The histopathological findings show relatively well-circumscribed but non-encapsulated, dermal or subcutaneous nodules composed of thin-walled dilated vessels lined by flat endothelial cells, sometimes with thrombi or phleboliths in their lumina.[4] These areas alternate with areas of monomorphic spindle cells which are arranged in fascicles and have uniform, elongated, dark nuclei with eosinophilic cytoplasm. They do not show cytological atypia and mitotic figures are rarely found. There can be intravascular involvement. Variable numbers of epitheloid cells can also be present.

Immunohistochemistry shows that the cells lining the vascular spaces are positive for factor VIII-related antigen, CD31 and the hematopoietic progenitor cell antigen (CD34) markers. On the other hand, the spindle cells are negative for these markers and can be positive for actin supporting the mesenchymal origin of these cells.[4]

A recent study has shown the expression of homeobox transcription factor (Prox-1) and lymphatic endothelial cell marker podoplanin (D2-40) in these lesions, suggesting that these are proliferations of lymphatic origin.[2]

In the differential diagnosis, other vascular tumors should be considered such as epitheloid hemangiondothelioma, Kaposi's sarcoma and spindle cell angiosarcoma, among others.
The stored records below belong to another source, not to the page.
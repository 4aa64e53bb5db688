//! artifactl: declarative configuration applier and CLI for the Artifactory
//! REST API.
//!
//! The crate is a thin binary over a library so that the reconciliation
//! engine, resolution layer, and document model are testable without a
//! terminal or a live server.

pub mod cli;
pub mod client;
pub mod commands;
pub mod config;
pub mod engine;
pub mod error;
pub mod resolve;
pub mod ui;

pub use error::{Error, Result};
The clinical course is typically indolent but in spite of its benign behavior, the development of new lesions in the same anatomical area after surgical treatment is >50%.[1] This phenomenon is considered by some authors not as recurrences but as new primaries.[1],[5] Successful treatment has also been reported with post-operative radiotherapy, low-dose intralesional interferon α-2b and intra-arterial administration of recombinant interleukin-2.[5]
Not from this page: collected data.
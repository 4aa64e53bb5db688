//! Exit-code contract of the batch-apply command, checked through the
//! compiled binary. A missing, unreadable, or malformed config file is a
//! usage problem: the syntax message is shown and the exit code is 2.

use std::fs;
use std::process::Command;

fn artifactl() -> Command {
    Command::new(env!("CARGO_BIN_EXE_artifactl"))
}

#[test]
fn apply_without_config_file_exits_with_usage_code() {
    let output = artifactl().arg("apply").output().unwrap();
    assert_eq!(output.status.code(), Some(2));
    let stdout = String::from_utf8_lossy(&output.stdout);
    assert!(stdout.contains("top-level sections"));
}

#[test]
fn missing_config_file_gets_the_syntax_message_and_usage_exit() {
    let output = artifactl()
        .args(["apply", "-c", "/nonexistent/artConfig.json"])
        .output()
        .unwrap();
    assert_eq!(output.status.code(), Some(2));
    let stdout = String::from_utf8_lossy(&output.stdout);
    assert!(stdout.contains("top-level sections"));
}

#[test]
fn unreadable_config_file_gets_the_syntax_message_and_usage_exit() {
    // a directory path exists but cannot be read as a file
    let dir = tempfile::tempdir().unwrap();
    let output = artifactl()
        .args(["apply", "-c"])
        .arg(dir.path())
        .output()
        .unwrap();
    assert_eq!(output.status.code(), Some(2));
    let stdout = String::from_utf8_lossy(&output.stdout);
    assert!(stdout.contains("top-level sections"));
}

#[test]
fn malformed_config_file_gets_the_syntax_message_and_usage_exit() {
    let dir = tempfile::tempdir().unwrap();
    let path = dir.path().join("artConfig.json");
    fs::write(&path, "{ not json").unwrap();

    let output = artifactl().args(["apply", "-c"]).arg(&path).output().unwrap();
    assert_eq!(output.status.code(), Some(2));
    let stdout = String::from_utf8_lossy(&output.stdout);
    assert!(stdout.contains("artifactl apply started."));
    assert!(stdout.contains("top-level sections"));
}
It is important to recognize spindle cell hemangioma because aggressive treatment can be avoided. Even though the standard treatment is wide local excision, due to the high rate of recurrences, we propose sclerotherapy as an alternative management strategy that may provide satisfactory results.

Acknowledgment

The authors thank Carolina Whittle MD for her invaluable help with diagnostic imaging and reviewing of this manuscript.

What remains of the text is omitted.